Street Sense ($11.80) became the third winning Derby favorite in 8 years. Now, it is on to the May 19 Preakness.
As good as Nafzger is at getting a horse ready for the big moment, even he would tell you it's not so easy to bring that horse back to that performance in 2 weeks. Case in point: Unbridled blew away Summer Squall in his Derby; in the Preakness, Summer Squall ran away from Unbridled.
So there is hope for Hard Spun, who proved to many (including me) that he was far more than hype. His best chance to win was to hit the front early. Jockey Mario Pino could not have planned it much better or ridden more perfectly. He came out of the gate glancing left and right, seeing if another jockey was going to rush to the front. When he saw no movement, he let his colt cruise to the top. The three horses chasing Hard Spun were so exhausted they finished 17th, 19th and 20th. On many Derby days, Hard Spun is the winner.
"Carl beats me all the time," said Hard Spun's trainer, Larry Jones.
Incredibly, a horse that began his career at Delaware Park has now finished third (Afleet Alex), first (Barbaro) and second in the last three Derbies.
Most of the clockers thought Hard Spun had gone too fast in his Monday workout. A contrary viewpoint was that the colt was just feeling great. Pino and Jones insisted that was it, but some thought it sounded like they were just saying that to say it. Turned out they knew exactly what they were saying, feeling and seeing.
"We just got beat by a better horse," Jones said. "Carl is awesome at pointing a horse towards a race . . . I felt pretty good around the turn. I could only see one horse moving."
But that horse was really moving. Acceleration on command wins the big races. Street Sense, racing at his home track, made as big a move as you will ever see. Can he do it again in Baltimore?
"I think [only two preps] would work to my advantage," Nafzger said. "I know horse racing. They'll dig up another five or six that we haven't seen yet."
A cool $118 million was bet on the Derby. The queen watched from the fourth-floor clubhouse balcony. The rest of the 156,635 tried to get a glimpse of her and, if they were lucky, a glimpse of a horse at some point during the day.
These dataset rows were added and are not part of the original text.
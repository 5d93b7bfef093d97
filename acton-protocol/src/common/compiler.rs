/*
 * Copyright (c) 2024. Govcraft
 *
 * Licensed under either of
 *   * Apache License, Version 2.0 (the "License");
 *     you may not use this file except in compliance with the License.
 *     You may obtain a copy of the License at http://www.apache.org/licenses/LICENSE-2.0
 *   * MIT license: http://opensource.org/licenses/MIT
 *
 * Unless required by applicable law or agreed to in writing, software
 * distributed under the License is distributed on an "AS IS" BASIS,
 * WITHOUT WARRANTIES OR CONDITIONS OF ANY KIND, either express or implied.
 * See the applicable License for the specific language governing permissions and
 * limitations under that License.
 */

use indexmap::{IndexMap, IndexSet};
use thiserror::Error;
use tracing::{debug, error, info, instrument, warn};

use crate::ast::Program;
use crate::check::{check, Diagnostics, FailureReason};
use crate::common::{CompilerConfig, CONFIG};
use crate::ir::LoweredProtocol;
use crate::lower::{lower, LowerError};
use crate::traits::Backend;

/// Why a unit produced no lowered protocol.
#[allow(missing_docs)]
#[derive(Debug, Clone, PartialEq, Eq, Error)]
pub enum CompileError {
    #[error("`{file}` {reason}")]
    CheckFailed { file: String, reason: FailureReason },

    #[error("`{file}`: {source}")]
    Internal {
        file: String,
        #[source]
        source: LowerError,
    },

    #[error("`{file}` was not lowered because `{dependency}` failed to lower")]
    DependencyFailed { file: String, dependency: String },
}

impl CompileError {
    /// The unit the error is about.
    pub fn file(&self) -> &str {
        match self {
            CompileError::CheckFailed { file, .. }
            | CompileError::Internal { file, .. }
            | CompileError::DependencyFailed { file, .. } => file,
        }
    }

    /// Returns `true` for compiler defects, as opposed to problems with the input.
    pub fn is_internal(&self) -> bool {
        matches!(self, CompileError::Internal { .. })
    }
}

/// Everything one compilation produced.
#[derive(Debug, Clone)]
pub struct CompileOutput {
    /// Lowered protocols, included and managed protocols first.
    pub lowered: Vec<LoweredProtocol>,
    /// Every user-facing diagnostic, in discovery order.
    pub diagnostics: Diagnostics,
    /// Units that produced nothing, in the order they were given up on.
    pub failed: IndexMap<String, CompileError>,
}

impl CompileOutput {
    /// `true` when every unit was lowered and no error was reported.
    pub fn ok(&self) -> bool {
        self.failed.is_empty() && !self.diagnostics.has_errors()
    }

    /// The lowered protocol of `file`.
    pub fn protocol(&self, file: &str) -> Option<&LoweredProtocol> {
        self.lowered.iter().find(|p| p.file == file)
    }

    /// Renders every lowered protocol with `backend`, one `(file, text)` pair each.
    pub fn render<B: Backend + ?Sized>(&self, backend: &B) -> Vec<(String, String)> {
        self.lowered
            .iter()
            .map(|p| (p.file.clone(), backend.render_protocol(p)))
            .collect()
    }
}

/// Runs the check and the lowering engine over whole programs.
///
/// ```
/// use acton_protocol::prelude::*;
///
/// let mut protocol = Protocol::new(Loc::new("PPing.ipdl", 1), "PPing");
/// protocol.add_messages([MessageDecl::new(Loc::new("PPing.ipdl", 2), "Ping", Direction::Out)]);
/// let program = Program::new().with_unit(TranslationUnit::new("PPing.ipdl", protocol));
///
/// let output = ProtocolCompiler::new(CompilerConfig::default()).compile(&program);
/// assert!(output.ok());
/// assert_eq!(output.lowered[0].parent().name, "PPingParent");
/// ```
#[derive(Debug, Clone)]
pub struct ProtocolCompiler {
    config: CompilerConfig,
}

impl Default for ProtocolCompiler {
    /// Uses the configuration loaded from the XDG config directory.
    fn default() -> Self {
        Self::new(CONFIG.clone())
    }
}

impl ProtocolCompiler {
    /// A compiler with an explicit configuration.
    pub fn new(config: CompilerConfig) -> Self {
        Self { config }
    }

    /// The configuration in use.
    pub fn config(&self) -> &CompilerConfig {
        &self.config
    }

    /// Checks `program`, then lowers every unit that passed.
    ///
    /// A lowering failure is recorded against its unit and against every unit
    /// including it, but never stops unrelated units from being lowered.
    #[instrument(skip(self, program), fields(units = program.len()), level = "debug")]
    pub fn compile(&self, program: &Program) -> CompileOutput {
        let outcome = check(program, &self.config);
        let (diagnostics, check_failed, checked) = outcome.into_parts();

        let mut failed: IndexMap<String, CompileError> = check_failed
            .into_iter()
            .map(|(file, reason)| {
                let err = CompileError::CheckFailed {
                    file: file.clone(),
                    reason,
                };
                (file, err)
            })
            .collect();
        let mut lower_failed: IndexSet<String> = IndexSet::new();
        let mut lowered = Vec::with_capacity(checked.len());

        for (file, unit) in &checked {
            if let Some(dependency) = unit
                .unit
                .included_files()
                .find(|inc| lower_failed.contains(*inc))
            {
                warn!(file = %file, dependency, "skipping unit with a failed dependency");
                failed.insert(
                    file.clone(),
                    CompileError::DependencyFailed {
                        file: file.clone(),
                        dependency: dependency.to_string(),
                    },
                );
                lower_failed.insert(file.clone());
                continue;
            }

            match lower(unit, &self.config) {
                Ok(protocol) => {
                    debug!(file = %file, protocol = %protocol.protocol, "lowered unit");
                    lowered.push(protocol);
                }
                Err(source) => {
                    error!(file = %file, error = %source, "lowering failed");
                    failed.insert(
                        file.clone(),
                        CompileError::Internal {
                            file: file.clone(),
                            source,
                        },
                    );
                    lower_failed.insert(file.clone());
                }
            }
        }

        info!(
            lowered = lowered.len(),
            failed = failed.len(),
            errors = diagnostics.error_count(),
            warnings = diagnostics.warning_count(),
            "compilation finished"
        );
        CompileOutput {
            lowered,
            diagnostics,
            failed,
        }
    }
}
In addition to the horses chasing Hard Spun, the other big loser was trainer Todd Pletcher. The man who dominates the sport at every level is now 0-for-19 in the Derby, the most losses without a win. The best 3-year-old Pletcher ran on the weekend was the filly Rags to Riches, who dominated the Kentucky Oaks on Friday. For that win, she got a Beyer figure of 104. A half-sister to 2006 Belmont Stakes winner Jazil by 1992 Belmont winner A.P. Indy, she could be a candidate for the Belmont.
The five Pletcher Derby horses won all those other states' Derbies, but finished sixth, eighth, ninth, 18th and 20th in the one in Kentucky. Nafzger has started three Derby horses in his career, and won twice.
Which proves you only need one horse to win the Kentucky Derby, as long as it's the right horse. Street Sense was definitely the right horse.